Возьмите ткань, обработанную наночастицами, и разрежьте ее на квадратные образцы размером 50 на 50 миллиметров. Подготовьте ночные культуры интересующих микробов, инокулируя изолированные колонии из пластин чистоты в стерильный соевый бульон Trypticase. Инкубировать при температуре 35 градусов Цельсия от 18 до 24 часов.
Разбавляют ночные культуры до 150 миллионов КОЕ на миллилитр или соответствует мутности 0,5 стандарта Макфарланда. Затем, чтобы определить подходящий объем культур для пикирования, добавьте серию объемов разбавленной бульонной культуры на образцы ткани и выберите объем таким образом, чтобы образец ткани полностью поглощал воду и не оставлял остаточной или свободной жидкости. Нанесите объем каждой культуры на образцы, помещенные в стерильные пластины Петри.

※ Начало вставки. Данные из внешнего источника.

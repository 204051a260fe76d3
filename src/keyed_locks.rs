//! Per-key async locks for serialising work on one record or sprint.
//!
//! Entries live only while some caller holds or awaits their lock. Idle
//! entries are pruned whenever a lock is handed out, so the map is bounded by
//! the number of keys in use at once.

use std::collections::HashMap;
use std::hash::Hash;
use std::sync::{Arc, Mutex, PoisonError};

/// Async mutex shared by every caller working on the same key.
pub type KeyLock = Arc<tokio::sync::Mutex<()>>;

/// Map from keys to the async locks guarding them.
#[derive(Debug)]
pub struct KeyedLocks<K> {
    locks: Mutex<HashMap<K, KeyLock>>,
}

impl<K> KeyedLocks<K>
where
    K: Eq + Hash + Clone,
{
    /// Creates an empty lock map.
    #[must_use]
    pub fn new() -> Self {
        Self {
            locks: Mutex::new(HashMap::new()),
        }
    }

    /// Returns the lock for `key`, creating it when no caller holds one.
    #[must_use]
    pub fn lock_for(&self, key: &K) -> KeyLock {
        let mut locks = self.locks.lock().unwrap_or_else(PoisonError::into_inner);
        // Only the map refers to these, so nobody holds or awaits them.
        locks.retain(|_, lock| Arc::strong_count(lock) > 1);
        Arc::clone(locks.entry(key.clone()).or_default())
    }

    /// Returns how many keys currently have a lock.
    #[must_use]
    pub fn len(&self) -> usize {
        self.locks
            .lock()
            .unwrap_or_else(PoisonError::into_inner)
            .len()
    }

    /// Returns whether no key has a lock.
    #[must_use]
    pub fn is_empty(&self) -> bool {
        self.len() == 0
    }
}

impl<K> Default for KeyedLocks<K>
where
    K: Eq + Hash + Clone,
{
    fn default() -> Self {
        Self::new()
    }
}
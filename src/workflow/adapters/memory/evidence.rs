//! Scripted evidence provider for tests and dry runs.

use async_trait::async_trait;
use std::collections::HashSet;
use std::sync::{Arc, RwLock};

use crate::workflow::{
    domain::{EvidenceKind, EvidenceQuery, WorkItemId},
    ports::{EvidenceError, EvidenceProvider, EvidenceResult},
};

/// Evidence provider answering from an explicit allow-list.
///
/// Queries are confirmed when they were granted exactly, when their whole
/// kind was granted, or when the provider is permissive. Everything else is
/// refused.
#[derive(Debug, Clone, Default)]
pub struct StaticEvidence {
    state: Arc<RwLock<EvidenceState>>,
}

#[derive(Debug, Default)]
struct EvidenceState {
    granted: HashSet<EvidenceQuery>,
    granted_kinds: HashSet<EvidenceKind>,
    permissive: bool,
}

fn lock_error(err: &impl std::fmt::Display) -> EvidenceError {
    EvidenceError::lookup(std::io::Error::other(err.to_string()))
}

impl StaticEvidence {
    /// Creates a provider that refuses everything.
    #[must_use]
    pub fn new() -> Self {
        Self::default()
    }

    /// Creates a provider that confirms every query.
    #[must_use]
    pub fn permissive() -> Self {
        let provider = Self::default();
        if let Ok(mut state) = provider.state.write() {
            state.permissive = true;
        }
        provider
    }

    /// Confirms one specific query.
    ///
    /// # Errors
    ///
    /// Returns [`EvidenceError::Lookup`] when lock acquisition fails.
    pub fn grant(&self, query: EvidenceQuery) -> EvidenceResult<()> {
        let mut state = self.state.write().map_err(|err| lock_error(&err))?;
        state.granted.insert(query);
        Ok(())
    }

    /// Confirms every query of the given kind.
    ///
    /// # Errors
    ///
    /// Returns [`EvidenceError::Lookup`] when lock acquisition fails.
    pub fn grant_kind(&self, kind: EvidenceKind) -> EvidenceResult<()> {
        let mut state = self.state.write().map_err(|err| lock_error(&err))?;
        state.granted_kinds.insert(kind);
        Ok(())
    }

    /// Withdraws a previously granted query.
    ///
    /// # Errors
    ///
    /// Returns [`EvidenceError::Lookup`] when lock acquisition fails.
    pub fn revoke(&self, query: &EvidenceQuery) -> EvidenceResult<()> {
        let mut state = self.state.write().map_err(|err| lock_error(&err))?;
        state.granted.remove(query);
        Ok(())
    }
}

#[async_trait]
impl EvidenceProvider for StaticEvidence {
    async fn check(
        &self,
        _work_item_id: &WorkItemId,
        query: &EvidenceQuery,
    ) -> EvidenceResult<bool> {
        let state = self.state.read().map_err(|err| lock_error(&err))?;
        Ok(state.permissive
            || state.granted_kinds.contains(&query.kind)
            || state.granted.contains(query))
    }
}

Точно так же выполните отрицательный контроль с одним и тем же типом образцов необработанной ткани для каждого соответствующего теста. Чтобы восстановить микробы с помощью жизнеспособных пластин, высушите на воздухе инокулированные образцы внутри пластин Петри при комнатной температуре в течение необходимых периодов контакта, которые необходимо протестировать. Перенесите образцы асептически, чтобы отделить стерильные центрифужные пробирки и плотно закрутить крышки.
Добавьте бульон Letheen или любые соответствующие нейтрализующие буферы, чтобы получить разведение 1:100. После закрытия центрифужных пробирок вихревите в течение одной минуты со средней скоростью. Последовательно разбавляют суспензию стерильным PBS в последующих разведениях 1:10, так что количество колоний в необработанной группе становится слишком низким для подсчета.
Сажайте разведения на соответствующие пластины среды, которые поддерживают рост микроорганизмов, или любые среды, которые оптимизируют рост и обеспечивают хороший контраст, чтобы сделать подсчет колоний точным. Инкубируйте бактериальные пластины при 35 градусах Цельсия в течение двух дней, а грибковые пластины при комнатной температуре в течение пяти дней. Подсчитайте жизнеспособные колониеобразующие единицы непосредственно с помощью счетчика колоний или программного обеспечения для визуализации.
Рассчитайте микробное логарифмическое снижение R из-за антимикробной ткани, используя уравнение, показанное на экране. Здесь A — логарифмическое значение количества колониеобразующих единиц, извлеченных из необработанной ткани, а B — то же самое для обработанной ткани. Здесь показаны результаты логарифмического снижения антимикробной ткани, покрытой наночастицами хитозана, инкапсулированными в тимол, протестированными против S.aureus на кровяном агаре, E.coli на пурпурном лактозном агаре, P.aeruginosa на цетримидном агаре и C. albicans на агаре с декстрозой Сабуро.
Патогенные микроорганизмы наносили на необработанные и обработанные образцы в течение 30 минут и восстанавливали после нейтрализации и разбавления. Коэффициенты разбавления показаны между обработанной и необработанной сериями. Показано логарифмическое уменьшение трех бактерий и одного грибка из-за контакта антимикробных тканей, пропитанных двумя биологически активными соединениями.
Антимикробная эффективность ослабевает после циклов стирки тканей с карвакролом и тимоловым покрытием.